Major League Baseball
Stephen Strasburg officially retires after reportedly reaching settlement with Nationals
Major League Baseball

Stephen Strasburg officially retires after reportedly reaching settlement with Nationals

Updated Apr. 7, 2024 10:16 p.m. ET

Washington Nationals pitcher Stephen Strasburg announced his retirement Sunday, ending the 2019 World Series MVP's injury-filled career.

Since leading Washington to its only World Series title five years ago, the 35-year-old Strasburg pitched just 31 1/3 innings over eight starts.

"I realized after repeated attempts to return to pitching, injuries no longer allow me to perform at a major league level," Strasburg said in a statement. His retirement had been listed on Major League Baseball's transaction page Saturday.

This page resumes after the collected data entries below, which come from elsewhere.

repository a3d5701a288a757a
pub mod js;
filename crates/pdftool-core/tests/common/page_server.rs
//! Minimal HTTP/1.1 server for integration tests.
//!
//! Serves a fixed set of paths, each with its own status and body; any other
//! path answers 404. Counts GET requests so tests can assert re-downloads.

use std::collections::HashMap;
use std::io::{Read, Write};
use std::net::TcpListener;
use std::sync::atomic::{AtomicUsize, Ordering};
use std::sync::Arc;
use std::thread;

#[derive(Debug, Clone)]
pub struct Route {
    pub status: u16,
    pub body: Vec<u8>,
}

impl Route {
    pub fn ok(body: impl Into<Vec<u8>>) -> Self {
        Self {
            status: 200,
            body: body.into(),
        }
    }

    pub fn status(status: u16) -> Self {
        Self {
            status,
            body: Vec::new(),
        }
    }
}

pub struct PageServer {
    /// Base URL without trailing slash, e.g. "http://127.0.0.1:12345".
    pub base: String,
    hits: Arc<AtomicUsize>,
}

impl PageServer {
    /// Number of GET requests served so far.
    pub fn hits(&self) -> usize {
        self.hits.load(Ordering::SeqCst)
    }
}

/// Starts a server in a background thread. `routes` receives the base URL so
/// pages can embed absolute links to the server itself. Runs until the process exits.
pub fn start<F>(routes: F) -> PageServer
where
    F: FnOnce(&str) -> HashMap<String, Route>,
{
    let listener = TcpListener::bind("127.0.0.1:0").expect("bind");
    let port = listener.local_addr().unwrap().port();
    let base = format!("http://127.0.0.1:{}", port);
    let routes = Arc::new(routes(&base));
    let hits = Arc::new(AtomicUsize::new(0));
    let counter = Arc::clone(&hits);
    thread::spawn(move || {
        for stream in listener.incoming().flatten() {
            let routes = Arc::clone(&routes);
            let counter = Arc::clone(&counter);
            thread::spawn(move || handle(stream, &routes, &counter));
        }
    });
    PageServer { base, hits }
}

fn handle(mut stream: std::net::TcpStream, routes: &HashMap<String, Route>, hits: &AtomicUsize) {
    let _ = stream.set_read_timeout(Some(std::time::Duration::from_secs(2)));
    let _ = stream.set_write_timeout(Some(std::time::Duration::from_secs(2)));
    let mut buf = [0u8; 8192];
    let n = match stream.read(&mut buf) {
        Ok(0) => return,
        Ok(n) => n,
        Err(_) => return,
    };
    let request = match std::str::from_utf8(&buf[..n]) {
        Ok(s) => s,
        Err(_) => return,
    };
    let mut parts = request.lines().next().unwrap_or("").split_whitespace();
    let method = parts.next().unwrap_or("");
    let path = parts.next().unwrap_or("/");
    if !method.eq_ignore_ascii_case("GET") {
        let _ = stream.write_all(b"HTTP/1.1 405 Method Not Allowed\r\nContent-Length: 0\r\n\r\n");
        return;
    }
    hits.fetch_add(1, Ordering::SeqCst);

    let not_found = Route::status(404);
    let route = routes.get(path).unwrap_or(&not_found);
    let response = format!(
        "HTTP/1.1 {} {}\r\nContent-Length: {}\r\nConnection: close\r\n\r\n",
        route.status,
        reason(route.status),
        route.body.len()
    );
    let _ = stream.write_all(response.as_bytes());
    let _ = stream.write_all(&route.body);
}

fn reason(status: u16) -> &'static str {
    match status {
        200 => "OK",
        404 => "Not Found",
        500 => "Internal Server Error",
        _ => "Status",
    }
}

General manager Mike Rizzo, who selected Strasburg with the No. 1 overall pick of the 2009 amateur draft, said the right-hander was on "the Mount Rushmore of the Nationals."

"When he was on the mound, he was as good as any pitcher in baseball — ever," Rizzo said Sunday before the Nationals played the Philadelphia Phillies. "Unfortunately for him and for us, it wasn't as we wanted it to be."

Strasburg was 113-62 with a 3.24 ERA over 13 seasons and made three All-Star appearances. He led the National League with 18 victories in 2019 and then delivered a dominant postseason, going 5-0 with a 1.98 ERA over six appearances. That included wins in Games 2 and 6 of the World Series in Houston.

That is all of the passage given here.